Sunday, September 12, 2021

Funny Tees

I received a catalog in the mail yesterday from Public Television.  I have been a supporter for eons, but this is the first time I have seen a gift catalog.  The catalog has some very nice gifts in it, but I got the biggest kick out of the T-shirts.

I only wear tees when I garden.  Just not my style.  But the sayings on some of these were hilarious and I might have to reconsider.  

First were the ones that spoke to my math and science background:

MY PASSWORD IS THE LAST 8 DIGITS OF π.

Two chemists walk into a bar.  One orders H2O, the other one says, "I'll have H2O, too." The second chemist dies.  (For those of you who are not chemists, H2O2 is poisonous hydrogen peroxide.)

YOU MATTER.  UNLESS YOU MULTIPLY YOURSELF BY THE SPEED OF LIGHT2...THEN YOU ENERGY.
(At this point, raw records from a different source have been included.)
//! Incremental tokenizer for SCPI (IEEE 488.2) instrument-control
//! command languages.
//!
//! The lexer scans a caller-owned byte buffer and, for each token kind
//! the grammar can expect at a given point, answers one of three things:
//! the token is here ([`Lexed::Match`]), it is not here
//! ([`Lexed::NoMatch`], cursor untouched), or the buffer ended before
//! the question could be settled ([`Lexed::Incomplete`]). The third
//! answer is what makes the lexer usable directly on a transport
//! receive buffer that fills up in fragments.
//!
//! Tokens are zero-copy: a [`Token`] borrows its byte range from the
//! scanned buffer and records the range's offset.
//!
//! # Example
//!
//! ```
//! use scpi_lexer_core::{Lexer, TokenTag};
//!
//! let mut lexer = Lexer::new(b"*IDN?");
//! let token = lexer.program_header().token().expect("a common query header");
//! assert_eq!(token.tag, TokenTag::CommonQueryHeader);
//! assert_eq!(token.bytes, b"*IDN?");
//! assert!(lexer.is_eos());
//! ```
//!
//! # Streaming
//!
//! On [`Lexed::Incomplete`] the cursor parks at end-of-buffer. The
//! caller keeps the offset where the attempt began, appends the bytes
//! that arrive next, and retries from that offset with
//! [`Lexer::resume`]:
//!
//! ```
//! use scpi_lexer_core::{Lexed, Lexer};
//!
//! let mut lexer = Lexer::new(b"#15HEL");
//! let start = lexer.pos();
//! assert_eq!(lexer.arbitrary_block_data(), Lexed::Incomplete);
//!
//! // Two more bytes arrive on the link.
//! let mut lexer = Lexer::resume(b"#15HELLO", start);
//! let token = lexer.arbitrary_block_data().token().expect("a complete block");
//! assert_eq!(token.bytes, b"HELLO");
//! ```

mod cursor;
mod lexer;
mod skip;
mod tag;

pub use cursor::Cursor;
pub use lexer::{Lexed, Lexer};
pub use skip::Skip;
pub use tag::{Token, TokenTag};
√-1  23 ∑ π ... and it was delicious.  (the square root of -1 is I for Imaginary, 2 cubed is 8, sigma is the symbol for sum, and Pi)

There were shirts that might appeal to my children:

MOM DIDN'T RAISE NO DUMMY.  AND IF SHE DID IT WAS MY BROTHER.

In my defense, I was left unsupervised.

Just for me:

SOMETIMES I TALK TO MYSELF THEN WE BOTH LAUGH AND LAUGH

IF YOU SEE ME TALKING TO MYSELF, I'M JUST GETTING EXPERT ADVICE.

I'M NOT ARGUING. I'M EXPLAINING WHY I'M RIGHT.

THE FACT THAT I HAVE MORE CLOTHES TO SLEEP IN THAN TO GO OUT IN SAYS A LOT ABOUT ME.

I'm silently correcting your grammar.

I DON'T HAVE MY DUCKS IN A ROW. I have Squirrels. And they are EVERYWHERE! 

WHAT DOESN'T KILL YOU MAKES YOU STRONGER.  EXCEPT BEARS.  BEARS WILL KILL YOU.

90 PERCENT OF BEING MARRIED IS YELLING 'WHAT?' FROM OTHER ROOMS.

Now that people know how to wash their hands correctly, can we please work on turn signals?

I sometimes wonder what happened to people who have asked me for directions.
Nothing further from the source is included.